→ TASK DETAILS: The listing below must be copied exactly and in full.
┄┄┄┄┄┄
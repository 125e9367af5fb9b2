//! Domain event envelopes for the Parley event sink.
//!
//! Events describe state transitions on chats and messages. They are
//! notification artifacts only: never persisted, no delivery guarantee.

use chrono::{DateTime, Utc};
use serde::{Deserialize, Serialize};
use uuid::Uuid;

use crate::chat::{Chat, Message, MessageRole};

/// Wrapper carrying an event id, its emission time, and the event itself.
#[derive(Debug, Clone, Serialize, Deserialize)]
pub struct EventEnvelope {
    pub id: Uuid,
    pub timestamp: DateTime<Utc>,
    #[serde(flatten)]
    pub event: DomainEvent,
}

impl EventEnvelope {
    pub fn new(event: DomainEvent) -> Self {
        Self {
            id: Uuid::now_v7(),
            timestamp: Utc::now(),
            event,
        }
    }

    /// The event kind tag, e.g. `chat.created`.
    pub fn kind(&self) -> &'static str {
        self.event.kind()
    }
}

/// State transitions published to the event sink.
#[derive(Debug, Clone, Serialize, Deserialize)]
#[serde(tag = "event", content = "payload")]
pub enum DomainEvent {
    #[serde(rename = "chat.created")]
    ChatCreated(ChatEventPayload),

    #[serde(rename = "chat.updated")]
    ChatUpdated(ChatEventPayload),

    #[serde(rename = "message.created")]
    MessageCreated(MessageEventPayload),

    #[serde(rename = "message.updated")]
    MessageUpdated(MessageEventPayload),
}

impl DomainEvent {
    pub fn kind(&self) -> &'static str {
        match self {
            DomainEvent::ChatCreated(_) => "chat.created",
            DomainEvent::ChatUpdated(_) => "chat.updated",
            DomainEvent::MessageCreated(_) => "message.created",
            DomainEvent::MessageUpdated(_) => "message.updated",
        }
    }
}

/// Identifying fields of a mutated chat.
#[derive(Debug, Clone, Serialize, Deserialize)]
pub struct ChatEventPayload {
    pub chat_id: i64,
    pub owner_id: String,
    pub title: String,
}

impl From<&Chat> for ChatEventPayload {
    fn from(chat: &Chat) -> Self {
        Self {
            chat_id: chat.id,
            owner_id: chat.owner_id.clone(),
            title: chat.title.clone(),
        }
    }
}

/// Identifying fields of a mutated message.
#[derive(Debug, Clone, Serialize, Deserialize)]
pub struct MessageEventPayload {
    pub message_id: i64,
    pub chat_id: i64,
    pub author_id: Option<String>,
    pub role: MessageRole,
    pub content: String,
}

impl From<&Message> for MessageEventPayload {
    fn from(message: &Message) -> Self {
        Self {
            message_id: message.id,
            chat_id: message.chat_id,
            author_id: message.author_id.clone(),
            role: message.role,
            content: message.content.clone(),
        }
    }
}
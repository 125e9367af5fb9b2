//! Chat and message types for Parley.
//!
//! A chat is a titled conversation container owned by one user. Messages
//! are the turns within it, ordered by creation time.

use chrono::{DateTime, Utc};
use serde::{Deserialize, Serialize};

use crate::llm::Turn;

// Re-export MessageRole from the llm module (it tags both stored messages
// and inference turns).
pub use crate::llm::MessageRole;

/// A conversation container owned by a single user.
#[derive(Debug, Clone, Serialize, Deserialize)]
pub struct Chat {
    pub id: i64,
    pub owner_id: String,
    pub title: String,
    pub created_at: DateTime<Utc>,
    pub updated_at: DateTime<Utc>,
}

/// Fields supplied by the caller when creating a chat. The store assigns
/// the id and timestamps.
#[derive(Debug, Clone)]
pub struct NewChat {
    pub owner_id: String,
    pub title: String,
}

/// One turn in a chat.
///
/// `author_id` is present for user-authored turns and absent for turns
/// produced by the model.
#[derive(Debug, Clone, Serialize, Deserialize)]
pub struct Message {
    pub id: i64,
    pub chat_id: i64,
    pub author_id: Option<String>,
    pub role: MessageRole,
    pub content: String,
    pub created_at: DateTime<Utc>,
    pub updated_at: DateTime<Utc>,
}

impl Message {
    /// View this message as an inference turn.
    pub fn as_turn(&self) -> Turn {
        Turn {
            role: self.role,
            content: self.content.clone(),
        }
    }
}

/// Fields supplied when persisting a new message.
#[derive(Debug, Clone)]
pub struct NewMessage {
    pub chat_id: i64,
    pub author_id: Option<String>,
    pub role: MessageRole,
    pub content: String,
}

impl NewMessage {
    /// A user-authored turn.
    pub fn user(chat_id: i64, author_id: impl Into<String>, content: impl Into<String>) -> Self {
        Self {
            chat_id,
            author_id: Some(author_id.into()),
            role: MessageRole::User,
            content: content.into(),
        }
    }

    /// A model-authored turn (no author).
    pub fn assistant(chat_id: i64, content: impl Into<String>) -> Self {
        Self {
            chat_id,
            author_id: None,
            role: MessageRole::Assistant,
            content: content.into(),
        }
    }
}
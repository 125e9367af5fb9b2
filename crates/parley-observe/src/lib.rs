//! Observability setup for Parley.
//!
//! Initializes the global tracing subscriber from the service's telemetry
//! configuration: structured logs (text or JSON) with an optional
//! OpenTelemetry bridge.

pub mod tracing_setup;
┄┄┄┄┄┄
→ RESPONSE BELOW:
repository 125e9367af5fb9b2
//! Domain event envelopes for the Parley event sink.
//!
//! Events describe state transitions on chats and messages. They are
//! notification artifacts only: never persisted, no delivery guarantee.

use chrono::{DateTime, Utc};
use serde::{Deserialize, Serialize};
use uuid::Uuid;

use crate::chat::{Chat, Message, MessageRole};

/// Wrapper carrying an event id, its emission time, and the event itself.
#[derive(Debug, Clone, Serialize, Deserialize)]
pub struct EventEnvelope {
    pub id: Uuid,
    pub timestamp: DateTime<Utc>,
    #[serde(flatten)]
    pub event: DomainEvent,
}

impl EventEnvelope {
    pub fn new(event: DomainEvent) -> Self {
        Self {
            id: Uuid::now_v7(),
            timestamp: Utc::now(),
            event,
        }
    }

    /// The event kind tag, e.g. `chat.created`.
    pub fn kind(&self) -> &'static str {
        self.event.kind()
    }
}

/// State transitions published to the event sink.
#[derive(Debug, Clone, Serialize, Deserialize)]
#[serde(tag = "event", content = "payload")]
pub enum DomainEvent {
    #[serde(rename = "chat.created")]
    ChatCreated(ChatEventPayload),

    #[serde(rename = "chat.updated")]
    ChatUpdated(ChatEventPayload),

    #[serde(rename = "message.created")]
    MessageCreated(MessageEventPayload),

    #[serde(rename = "message.updated")]
    MessageUpdated(MessageEventPayload),
}

impl DomainEvent {
    pub fn kind(&self) -> &'static str {
        match self {
            DomainEvent::ChatCreated(_) => "chat.created",
            DomainEvent::ChatUpdated(_) => "chat.updated",
            DomainEvent::MessageCreated(_) => "message.created",
            DomainEvent::MessageUpdated(_) => "message.updated",
        }
    }
}

/// Identifying fields of a mutated chat.
#[derive(Debug, Clone, Serialize, Deserialize)]
pub struct ChatEventPayload {
    pub chat_id: i64,
    pub owner_id: String,
    pub title: String,
}

impl From<&Chat> for ChatEventPayload {
    fn from(chat: &Chat) -> Self {
        Self {
            chat_id: chat.id,
            owner_id: chat.owner_id.clone(),
            title: chat.title.clone(),
        }
    }
}

/// Identifying fields of a mutated message.
#[derive(Debug, Clone, Serialize, Deserialize)]
pub struct MessageEventPayload {
    pub message_id: i64,
    pub chat_id: i64,
    pub author_id: Option<String>,
    pub role: MessageRole,
    pub content: String,
}

impl From<&Message> for MessageEventPayload {
    fn from(message: &Message) -> Self {
        Self {
            message_id: message.id,
            chat_id: message.chat_id,
            author_id: message.author_id.clone(),
            role: message.role,
            content: message.content.clone(),
        }
    }
}
repository 125e9367af5fb9b2
//! Chat and message types for Parley.
//!
//! A chat is a titled conversation container owned by one user. Messages
//! are the turns within it, ordered by creation time.

use chrono::{DateTime, Utc};
use serde::{Deserialize, Serialize};

use crate::llm::Turn;

// Re-export MessageRole from the llm module (it tags both stored messages
// and inference turns).
pub use crate::llm::MessageRole;

/// A conversation container owned by a single user.
#[derive(Debug, Clone, Serialize, Deserialize)]
pub struct Chat {
    pub id: i64,
    pub owner_id: String,
    pub title: String,
    pub created_at: DateTime<Utc>,
    pub updated_at: DateTime<Utc>,
}

/// Fields supplied by the caller when creating a chat. The store assigns
/// the id and timestamps.
#[derive(Debug, Clone)]
pub struct NewChat {
    pub owner_id: String,
    pub title: String,
}

/// One turn in a chat.
///
/// `author_id` is present for user-authored turns and absent for turns
/// produced by the model.
#[derive(Debug, Clone, Serialize, Deserialize)]
pub struct Message {
    pub id: i64,
    pub chat_id: i64,
    pub author_id: Option<String>,
    pub role: MessageRole,
    pub content: String,
    pub created_at: DateTime<Utc>,
    pub updated_at: DateTime<Utc>,
}

impl Message {
    /// View this message as an inference turn.
    pub fn as_turn(&self) -> Turn {
        Turn {
            role: self.role,
            content: self.content.clone(),
        }
    }
}

/// Fields supplied when persisting a new message.
#[derive(Debug, Clone)]
pub struct NewMessage {
    pub chat_id: i64,
    pub author_id: Option<String>,
    pub role: MessageRole,
    pub content: String,
}

impl NewMessage {
    /// A user-authored turn.
    pub fn user(chat_id: i64, author_id: impl Into<String>, content: impl Into<String>) -> Self {
        Self {
            chat_id,
            author_id: Some(author_id.into()),
            role: MessageRole::User,
            content: content.into(),
        }
    }

    /// A model-authored turn (no author).
    pub fn assistant(chat_id: i64, content: impl Into<String>) -> Self {
        Self {
            chat_id,
            author_id: None,
            role: MessageRole::Assistant,
            content: content.into(),
        }
    }
}
repository 125e9367af5fb9b2
filename crates/parley-observe/src/lib.rs
//! Observability setup for Parley.
//!
//! Initializes the global tracing subscriber from the service's telemetry
//! configuration: structured logs (text or JSON) with an optional
//! OpenTelemetry bridge.

pub mod tracing_setup;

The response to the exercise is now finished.